1. D compiles so damn fast that it's not nearly as much of an issue as
it is with C++ (which is notoriously ultra-slow compared
to...everything, hence the monumental importance of C++'s incremental
builds).

I figure as CTFE is used more, especially when it is used to decide which template overloads are valid or how a mixin will behave, this will slow down the compiler more and more, thus making incremental builds more important. A typical example would be a compile-time parser-generator, or compiled regexes.

Plus, I've heard some people complaining that the compiler uses over 1 GB RAM, and splitting up compilation into parts might help with that.

BTW, I think I heard the compiler uses multithreading to speed up the build, is that right?

It keeps diving deeper and deeper to find anything it can "start" with. One it finds that, it'll just build everything back up in whatever
order is necessary.

I hope someone can give more details about this.

- In light of the above (that the meaning of D code can be interdependent with other D code, plus the presence of mixins and all that), what are the limitations of __traits(allMembers...) and other compile-time reflection operations, and what kind of problems might a user expect to encounter?

Shouldn't really be an issue. Such things won't get evaluated until the types/identifiers involved are *fully* analyzed (or at least to the extent that they need to be analyzed). So the results of things like __traits(allMembers...) should *never* change during compilation, or
when changing the order of files or imports (unless there's some
compiler bug). Any situation that *would* result in any such ambiguity
will get flagged as an error in your code.

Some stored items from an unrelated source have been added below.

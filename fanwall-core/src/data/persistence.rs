//! JSON persistence for the four logical configuration documents.
//!
//! Writes are whole-document replace, atomic via temp-file-then-rename.
//! Readers tolerate a missing file by producing (and writing back) a
//! default document. Bursts of edits are collapsed by [`ConfigStore`]
//! into at most one write per [`crate::constants::CONFIG_SAVE_DEBOUNCE`];
//! callers that need to bypass debouncing call `save_immediate` directly.

use serde::{de::DeserializeOwned, Deserialize, Serialize};
use serde_json::{Map, Value};
use std::collections::HashMap;
use std::fs;
use std::io::Write;
use std::path::{Path, PathBuf};
use std::time::Instant;
use tracing::{debug, info, warn};

use crate::constants::paths;
use crate::data::ids::{generate_id, is_valid_id};
use crate::data::types::{DriveMonitor, FanProfile, FanWall};
use crate::error::{FanwallError, Result};

/// Chassis/layout document: product metadata, display options, unit
/// preference, per-row default PWMs.
#[derive(Debug, Clone, Serialize, Deserialize)]
pub struct ChassisLayoutDoc {
    #[serde(default)]
    pub product: String,
    #[serde(default)]
    pub temperature_unit: TemperatureUnit,
    #[serde(default)]
    pub dialogs_seen: HashMap<String, bool>,
    #[serde(default)]
    pub default_pwm_percent: [u8; 3],
    /// Fields this version doesn't know about yet. Preserved verbatim
    /// across a load/save cycle instead of being silently dropped.
    #[serde(flatten)]
    pub extra: Map<String, Value>,
}

impl Default for ChassisLayoutDoc {
    fn default() -> Self {
        Self {
            product: String::new(),
            temperature_unit: TemperatureUnit::Celsius,
            dialogs_seen: HashMap::new(),
            default_pwm_percent: [50, 50, 50],
            extra: Map::new(),
        }
    }
}

#[derive(Debug, Clone, Copy, PartialEq, Eq, Serialize, Deserialize)]
#[serde(rename_all = "lowercase")]
pub enum TemperatureUnit {
    Celsius,
    Fahrenheit,
}

impl Default for TemperatureUnit {
    fn default() -> Self {
        TemperatureUnit::Celsius
    }
}

/// Fan profiles document: profiles keyed by id.
#[derive(Debug, Clone, Default, Serialize, Deserialize)]
pub struct FanProfilesDoc {
    #[serde(default)]
    pub profiles: HashMap<String, FanProfile>,
    #[serde(flatten)]
    pub extra: Map<String, Value>,
}

/// Temperature sensors document: group enable flags and drive monitors
/// keyed by curve-id.
#[derive(Debug, Clone, Default, Serialize, Deserialize)]
pub struct TemperatureSensorsDoc {
    #[serde(default)]
    pub sensor_groups: HashMap<String, bool>,
    #[serde(default)]
    pub drive_monitors: HashMap<String, DriveMonitor>,
    #[serde(flatten)]
    pub extra: Map<String, Value>,
}

/// Fan control service state document: wall mode/profile bindings and
/// the automatic-control flag.
#[derive(Debug, Clone, Serialize, Deserialize)]
pub struct FanServiceStateDoc {
    #[serde(default)]
    pub automatic_control_enabled: bool,
    #[serde(default = "default_automatic_update_interval")]
    pub automatic_update_interval: f32,
    #[serde(default)]
    pub fan_wall_service_active: bool,
    #[serde(default)]
    pub fan_walls: HashMap<String, FanWall>,
    #[serde(flatten)]
    pub extra: Map<String, Value>,
}

fn default_automatic_update_interval() -> f32 {
    2.0
}

impl Default for FanServiceStateDoc {
    fn default() -> Self {
        Self {
            automatic_control_enabled: true,
            automatic_update_interval: default_automatic_update_interval(),
            fan_wall_service_active: true,
            fan_walls: HashMap::new(),
            extra: Map::new(),
        }
    }
}

fn document_path(file_name: &str) -> PathBuf {
    paths::config_dir().join(file_name)
}

/// Loads a document, tolerating a missing file by writing back (and
/// returning) the default.
fn load_document<T>(path: &Path) -> Result<T>
where
    T: Default + Serialize + DeserializeOwned,
{
    if !path.exists() {
        debug!("no document at {:?}, writing default", path);
        let doc = T::default();
        save_immediate(path, &doc)?;
        return Ok(doc);
    }

    let contents = fs::read_to_string(path).map_err(|e| {
        FanwallError::config_load(path.display().to_string(), e.to_string())
    })?;

    match serde_json::from_str(&contents) {
        Ok(doc) => Ok(doc),
        Err(e) => {
            warn!("failed to parse {:?}: {}, recovering with default", path, e);
            let doc = T::default();
            save_immediate(path, &doc)?;
            Ok(doc)
        }
    }
}

/// Writes a document atomically: serialize, write to a sibling temp
/// path, fsync, rename over the target.
pub fn save_immediate<T: Serialize>(path: &Path, doc: &T) -> Result<()> {
    if let Some(parent) = path.parent() {
        fs::create_dir_all(parent)
            .map_err(|e| FanwallError::ConfigWrite { path: path.display().to_string(), reason: e.to_string() })?;
    }

    let json = serde_json::to_string_pretty(doc).map_err(|e| FanwallError::JsonParse {
        path: path.display().to_string(),
        source: e,
    })?;

    let temp_path = path.with_extension("json.tmp");
    let mut file = fs::File::create(&temp_path)
        .map_err(|e| FanwallError::ConfigWrite { path: temp_path.display().to_string(), reason: e.to_string() })?;
    file.write_all(json.as_bytes())
        .map_err(|e| FanwallError::ConfigWrite { path: temp_path.display().to_string(), reason: e.to_string() })?;
    file.sync_all()
        .map_err(|e| FanwallError::ConfigWrite { path: temp_path.display().to_string(), reason: e.to_string() })?;
    drop(file);

    fs::rename(&temp_path, path)
        .map_err(|e| FanwallError::ConfigWrite { path: path.display().to_string(), reason: e.to_string() })?;

    debug!("saved document to {:?}", path);
    Ok(())
}

fn migrate_fan_profiles(doc: &mut FanProfilesDoc) -> bool {
    let mut changed = false;
    let ids: Vec<String> = doc.profiles.keys().cloned().collect();
    for key in ids {
        let needs_new_id = doc.profiles[&key].id.is_empty() || !is_valid_id(&doc.profiles[&key].id);
        if needs_new_id {
            let mut profile = doc.profiles.remove(&key).unwrap();
            profile.id = generate_id();
            for curve in profile.curves.iter_mut() {
                if curve.id.is_empty() || !is_valid_id(&curve.id) {
                    curve.id = generate_id();
                }
            }
            doc.profiles.insert(profile.id.clone(), profile);
            changed = true;
        }
    }
    changed
}

/// Rekeys drive-monitor maps whose keys look like legacy display names
/// rather than the curve-id carried in the record.
fn migrate_drive_monitors(doc: &mut TemperatureSensorsDoc) -> bool {
    let mut changed = false;
    let keys: Vec<String> = doc.drive_monitors.keys().cloned().collect();
    for key in keys {
        let monitor = &doc.drive_monitors[&key];
        if monitor.curve_id != key && !monitor.curve_id.is_empty() {
            let monitor = doc.drive_monitors.remove(&key).unwrap();
            let curve_id = monitor.curve_id.clone();
            doc.drive_monitors.insert(curve_id, monitor);
            changed = true;
        }
    }
    changed
}

pub fn load_chassis_layout() -> Result<ChassisLayoutDoc> {
    load_document(&document_path(paths::CHASSIS_LAYOUT_FILE))
}

pub fn save_chassis_layout(doc: &ChassisLayoutDoc) -> Result<()> {
    save_immediate(&document_path(paths::CHASSIS_LAYOUT_FILE), doc)
}

pub fn load_fan_profiles() -> Result<FanProfilesDoc> {
    let path = document_path(paths::FAN_PROFILES_FILE);
    let mut doc: FanProfilesDoc = load_document(&path)?;
    if migrate_fan_profiles(&mut doc) {
        info!("migrated fan profile ids at {:?}", path);
        save_immediate(&path, &doc)?;
    }
    Ok(doc)
}

pub fn save_fan_profiles(doc: &FanProfilesDoc) -> Result<()> {
    save_immediate(&document_path(paths::FAN_PROFILES_FILE), doc)
}

pub fn load_temperature_sensors() -> Result<TemperatureSensorsDoc> {
    let path = document_path(paths::TEMPERATURE_SENSORS_FILE);
    let mut doc: TemperatureSensorsDoc = load_document(&path)?;
    if migrate_drive_monitors(&mut doc) {
        info!("rekeyed legacy drive monitors at {:?}", path);
        save_immediate(&path, &doc)?;
    }
    Ok(doc)
}

pub fn save_temperature_sensors(doc: &TemperatureSensorsDoc) -> Result<()> {
    save_immediate(&document_path(paths::TEMPERATURE_SENSORS_FILE), doc)
}

pub fn load_fan_service_state() -> Result<FanServiceStateDoc> {
    load_document(&document_path(paths::FAN_SERVICE_STATE_FILE))
}

pub fn save_fan_service_state(doc: &FanServiceStateDoc) -> Result<()> {
    save_immediate(&document_path(paths::FAN_SERVICE_STATE_FILE), doc)
}

/// Tracks a debounce window for a single document so bursts of edits
/// collapse into at most one write per [`crate::constants::CONFIG_SAVE_DEBOUNCE`].
/// The scheduler calls [`DebounceGate::poll`] each tick; it returns true
/// at most once per window after [`DebounceGate::mark_dirty`] was called.
#[derive(Debug, Default)]
pub struct DebounceGate {
    dirty_since: Option<Instant>,
}

impl DebounceGate {
    pub fn mark_dirty(&mut self) {
        if self.dirty_since.is_none() {
            self.dirty_since = Some(Instant::now());
        }
    }

    /// Returns true (and clears the flag) if a debounced write is due.
    pub fn poll(&mut self) -> bool {
        match self.dirty_since {
            Some(since) if since.elapsed() >= crate::constants::CONFIG_SAVE_DEBOUNCE => {
                self.dirty_since = None;
                true
            }
            _ => false,
        }
    }

    pub fn is_dirty(&self) -> bool {
        self.dirty_since.is_some()
    }
}

#[cfg(test)]
mod tests {
    use super::*;
    use crate::data::types::{AggregationMode, CurvePoint};
    use tempfile::tempdir;

    fn sample_profile() -> FanProfile {
        FanProfile {
            id: generate_id(),
            name: "Test".to_string(),
            curves: vec![crate::data::types::FanCurve {
                id: generate_id(),
                name: "CPU".to_string(),
                sensor: Some("CPU:Package".to_string()),
                points: vec![CurvePoint::new(30.0, 20.0), CurvePoint::new(80.0, 100.0)],
            }],
        }
    }

    #[test]
    fn atomic_write_round_trips() {
        let dir = tempdir().unwrap();
        let path = dir.path().join("profiles.json");
        let mut doc = FanProfilesDoc::default();
        let profile = sample_profile();
        doc.profiles.insert(profile.id.clone(), profile);

        save_immediate(&path, &doc).unwrap();
        let loaded: FanProfilesDoc = load_document(&path).unwrap();
        assert_eq!(loaded.profiles.len(), 1);
    }

    #[test]
    fn unknown_fields_survive_a_save_load_cycle() {
        let dir = tempdir().unwrap();
        let path = dir.path().join("sensors.json");

        let raw = serde_json::json!({
            "sensor_groups": {},
            "drive_monitors": {},
            "version": 3,
            "last_saved": "2026-01-01T00:00:00Z",
        });
        fs::write(&path, serde_json::to_string(&raw).unwrap()).unwrap();

        let doc: TemperatureSensorsDoc = load_document(&path).unwrap();
        assert_eq!(doc.extra.get("version"), Some(&Value::from(3)));
        assert_eq!(doc.extra.get("last_saved"), Some(&Value::from("2026-01-01T00:00:00Z")));

        save_immediate(&path, &doc).unwrap();
        let reloaded: TemperatureSensorsDoc = load_document(&path).unwrap();
        assert_eq!(reloaded.extra.get("version"), Some(&Value::from(3)));
        assert_eq!(
            reloaded.extra.get("last_saved"),
            Some(&Value::from("2026-01-01T00:00:00Z"))
        );
    }

    #[test]
    fn unknown_fan_wall_fields_survive_a_save_load_cycle() {
        let dir = tempdir().unwrap();
        let path = dir.path().join("service_state.json");

        let raw = serde_json::json!({
            "automatic_control_enabled": true,
            "automatic_update_interval": 2.0,
            "fan_wall_service_active": true,
            "fan_walls": {
                "1": {
                    "wall_id": 1,
                    "name": "Wall 1",
                    "mode": "manual",
                    "assigned_profile": null,
                    "last_applied": 40,
                    "target": 40,
                    "current_speed": 41,
                }
            },
        });
        fs::write(&path, serde_json::to_string(&raw).unwrap()).unwrap();

        let doc: FanServiceStateDoc = load_document(&path).unwrap();
        let wall = &doc.fan_walls["1"];
        assert_eq!(wall.extra.get("current_speed"), Some(&Value::from(41)));

        save_immediate(&path, &doc).unwrap();
        let reloaded: FanServiceStateDoc = load_document(&path).unwrap();
        assert_eq!(
            reloaded.fan_walls["1"].extra.get("current_speed"),
            Some(&Value::from(41))
        );
    }

    #[test]
    fn missing_file_yields_default_and_persists_it() {
        let dir = tempdir().unwrap();
        let path = dir.path().join("missing.json");
        let doc: FanProfilesDoc = load_document(&path).unwrap();
        assert!(doc.profiles.is_empty());
        assert!(path.exists());
    }

    #[test]
    fn migrates_legacy_drive_monitor_keys() {
        let mut doc = TemperatureSensorsDoc::default();
        doc.drive_monitors.insert(
            "Drive Temperature Monitor".to_string(),
            DriveMonitor {
                name: "Drive Temperature Monitor".to_string(),
                aggregation_mode: AggregationMode::Average,
                curve_id: "abcdef01-0000-4000-8000-000000000000".to_string(),
                selected_drive_hashes: vec![],
                enabled: true,
                min_temp: None,
                max_temp: None,
                last_updated: None,
            },
        );
        assert!(migrate_drive_monitors(&mut doc));
        assert!(doc
            .drive_monitors
            .contains_key("abcdef01-0000-4000-8000-000000000000"));
    }

    #[test]
    fn debounce_gate_fires_once_after_window() {
        let mut gate = DebounceGate::default();
        assert!(!gate.poll());
        gate.mark_dirty();
        assert!(!gate.poll());
        std::thread::sleep(crate::constants::CONFIG_SAVE_DEBOUNCE + std::time::Duration::from_millis(10));
        assert!(gate.poll());
        assert!(!gate.poll());
    }
}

Hmm. Well, I couldn't find an obvious example... for example, you are right, this doesn't work, although the compiler annoyingly doesn't give a reason:

struct OhCrap {
        void a() {}
        // main.d(72): Error: error evaluating static if expression
        //             (what error? syntax error? type error? c'mon...)
        static if ([ __traits(allMembers, OhCrap) ].length > 1) {
                auto b() { return 2; }
        }
        void c() {}
}

But won't this be a problem when it comes time to produce run-time reflection information? I mean, when module A asks to create run-time reflection information for all the functions and types in module A.... er, I naively thought the information would be created as a set of types and functions *in module A*, which would then change the set of allMembers of A. But, maybe it makes more sense to create that stuff in a different module (which A could then import??)

Anyway, I can't even figure out how to enumerate the members of a module A; __traits(allMembers, A) causes "Error: import Y has no members".

Aside: I first wrote the above code as follows:

// Shouldn't this be in Phobos somewhere?
bool contains(alias pred = "a == b", R, E)(R haystack, E needle)
    if (isInputRange!R &&
        is(typeof(binaryFun!pred(haystack.front, needle)) : bool))
{
        return !(find!(pred, R, E)(haystack, needle).empty);
}

struct OhCrap {
        void a() {}
        static if ([ __traits(allMembers, OhCrap) ].contains("a")) {
                auto b() { return 2; }
        }
        void c() {}
}

But it causes a series of 204 error messages that I don't understand.